Stored data
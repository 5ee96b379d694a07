//! Page Bindings
//!
//! Wires browser events to [`BoardSync`]: inline drag/drop handlers,
//! the Socket.IO push channel, page load, the progress poll and tab
//! visibility.

use std::rc::Rc;

use gloo_timers::callback::Interval;
use wasm_bindgen::prelude::*;
use wasm_bindgen::JsCast;
use wasm_bindgen_futures::spawn_local;
use web_sys::{Document, DragEvent, HtmlElement, VisibilityState};

use crate::api::HttpApi;
use crate::config::BoardConfig;
use crate::error::{BoardError, BoardResult};
use crate::models::{TaskRef, TaskUpdated};
use crate::notify::ToastNotifier;
use crate::surface::DocumentSurface;
use crate::sync::BoardSync;

pub type Board = BoardSync<HttpApi, DocumentSurface>;

#[wasm_bindgen]
extern "C" {
    /// Socket.IO client connection
    type Socket;

    #[wasm_bindgen(js_name = io, catch)]
    fn io_connect() -> Result<Socket, JsValue>;

    #[wasm_bindgen(method)]
    fn on(this: &Socket, event: &str, handler: &js_sys::Function);
}

/// Build the board and bind it to the current page
pub fn start(config: BoardConfig) -> BoardResult<()> {
    let config = Rc::new(config);
    let surface = DocumentSurface::current()
        .ok_or_else(|| BoardError::Dom("no document".to_string()))?;
    let document = surface.document().clone();

    let notifier = ToastNotifier::new(config.toast_ms);
    if let Err(e) = notifier.mount(&document) {
        log::warn!("toasts unavailable: {}", e);
    }

    let board = Rc::new(BoardSync::new(
        config.clone(),
        HttpApi::new(config),
        surface,
        Rc::new(notifier),
    ));

    install_drag_handlers(&board)?;
    board_dragdrop::bind_global_dragend(board.session());
    connect_push(&board);
    on_page_ready(&document, board.clone());
    start_poll(board.clone());
    bind_visibility(&document, board);
    Ok(())
}

fn current_element(ev: &DragEvent) -> Option<HtmlElement> {
    ev.current_target()?.dyn_into::<HtmlElement>().ok()
}

/// Expose `window.dragTask` / `window.dropTask` for inline markup handlers
fn install_drag_handlers(board: &Rc<Board>) -> BoardResult<()> {
    let window = web_sys::window().ok_or_else(|| BoardError::Dom("no window".to_string()))?;

    let b = board.clone();
    let drag_task = Closure::<dyn FnMut(DragEvent)>::new(move |ev: DragEvent| {
        let Some(card) = current_element(&ev) else {
            return;
        };
        match card.dataset().get("task") {
            Some(id) => {
                board_dragdrop::mark_transfer(&ev, &id);
                b.drag_start(TaskRef::new(id));
            }
            None => log::warn!("dragstart on an element without data-task"),
        }
    });

    let b = board.clone();
    let drop_task = Closure::<dyn FnMut(DragEvent)>::new(move |ev: DragEvent| {
        ev.prevent_default();
        // A drop without a usable column still consumes the gesture and refreshes
        let column = current_element(&ev);
        let state = column
            .as_ref()
            .and_then(|c| c.dataset().get("state"))
            .unwrap_or_default();
        let list = column.and_then(|c| c.query_selector(".list").ok().flatten());
        let b = b.clone();
        spawn_local(async move {
            b.drop_on(&state, list).await;
        });
    });

    js_sys::Reflect::set(&window, &JsValue::from_str("dragTask"), drag_task.as_ref())?;
    js_sys::Reflect::set(&window, &JsValue::from_str("dropTask"), drop_task.as_ref())?;
    drag_task.forget();
    drop_task.forget();
    Ok(())
}

/// Subscribe to task updates if the page loaded the Socket.IO client
fn connect_push(board: &Rc<Board>) {
    let Some(window) = web_sys::window() else {
        return;
    };
    let has_io = js_sys::Reflect::get(&window, &JsValue::from_str("io"))
        .map(|v| v.is_function())
        .unwrap_or(false);
    if !has_io {
        log::debug!("no push channel on this page");
        return;
    }

    let socket = match io_connect() {
        Ok(socket) => socket,
        Err(e) => {
            log::warn!("push channel connect failed: {:?}", e);
            return;
        }
    };

    let event_name = board.config().push_event.clone();
    let b = board.clone();
    let name = event_name.clone();
    let handler = Closure::<dyn FnMut(JsValue)>::new(move |payload: JsValue| {
        let b = b.clone();
        match serde_wasm_bindgen::from_value::<TaskUpdated>(payload) {
            Ok(event) => spawn_local(async move {
                b.task_updated(event).await;
            }),
            Err(e) => {
                log::warn!("undecodable {} payload: {}", name, e);
                spawn_local(async move {
                    b.refresh_all().await;
                });
            }
        }
    });
    socket.on(&event_name, handler.as_ref().unchecked_ref());
    handler.forget();
    log::info!("listening for {} pushes", event_name);
}

/// Initial refresh once the document is parsed
fn on_page_ready(document: &Document, board: Rc<Board>) {
    let refresh = move || {
        spawn_local(async move {
            board.refresh_all().await;
        })
    };
    if document.ready_state() == "loading" {
        let cb = Closure::once_into_js(refresh);
        let _ = document.add_event_listener_with_callback("DOMContentLoaded", cb.unchecked_ref());
    } else {
        refresh();
    }
}

/// Progress poll, independent of pushes
fn start_poll(board: Rc<Board>) {
    let period = board.config().poll_interval_ms;
    Interval::new(period, move || {
        let b = board.clone();
        spawn_local(async move {
            b.refresh_progress().await;
        });
    })
    .forget();
}

/// Catch up on anything missed while the tab was hidden
fn bind_visibility(document: &Document, board: Rc<Board>) {
    let doc = document.clone();
    let on_change = Closure::<dyn FnMut()>::new(move || {
        if doc.visibility_state() == VisibilityState::Visible {
            let b = board.clone();
            spawn_local(async move {
                b.refresh_all().await;
            });
        }
    });
    let _ = document.add_event_listener_with_callback("visibilitychange", on_change.as_ref().unchecked_ref());
    on_change.forget();
}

— Required work —
Of all the lines in the data above, show only those that hold the word "HtmlElement".

— Result for this exercise —
use web_sys::{Document, DragEvent, HtmlElement, VisibilityState};
fn current_element(ev: &DragEvent) -> Option<HtmlElement> {
    ev.current_target()?.dyn_into::<HtmlElement>().ok()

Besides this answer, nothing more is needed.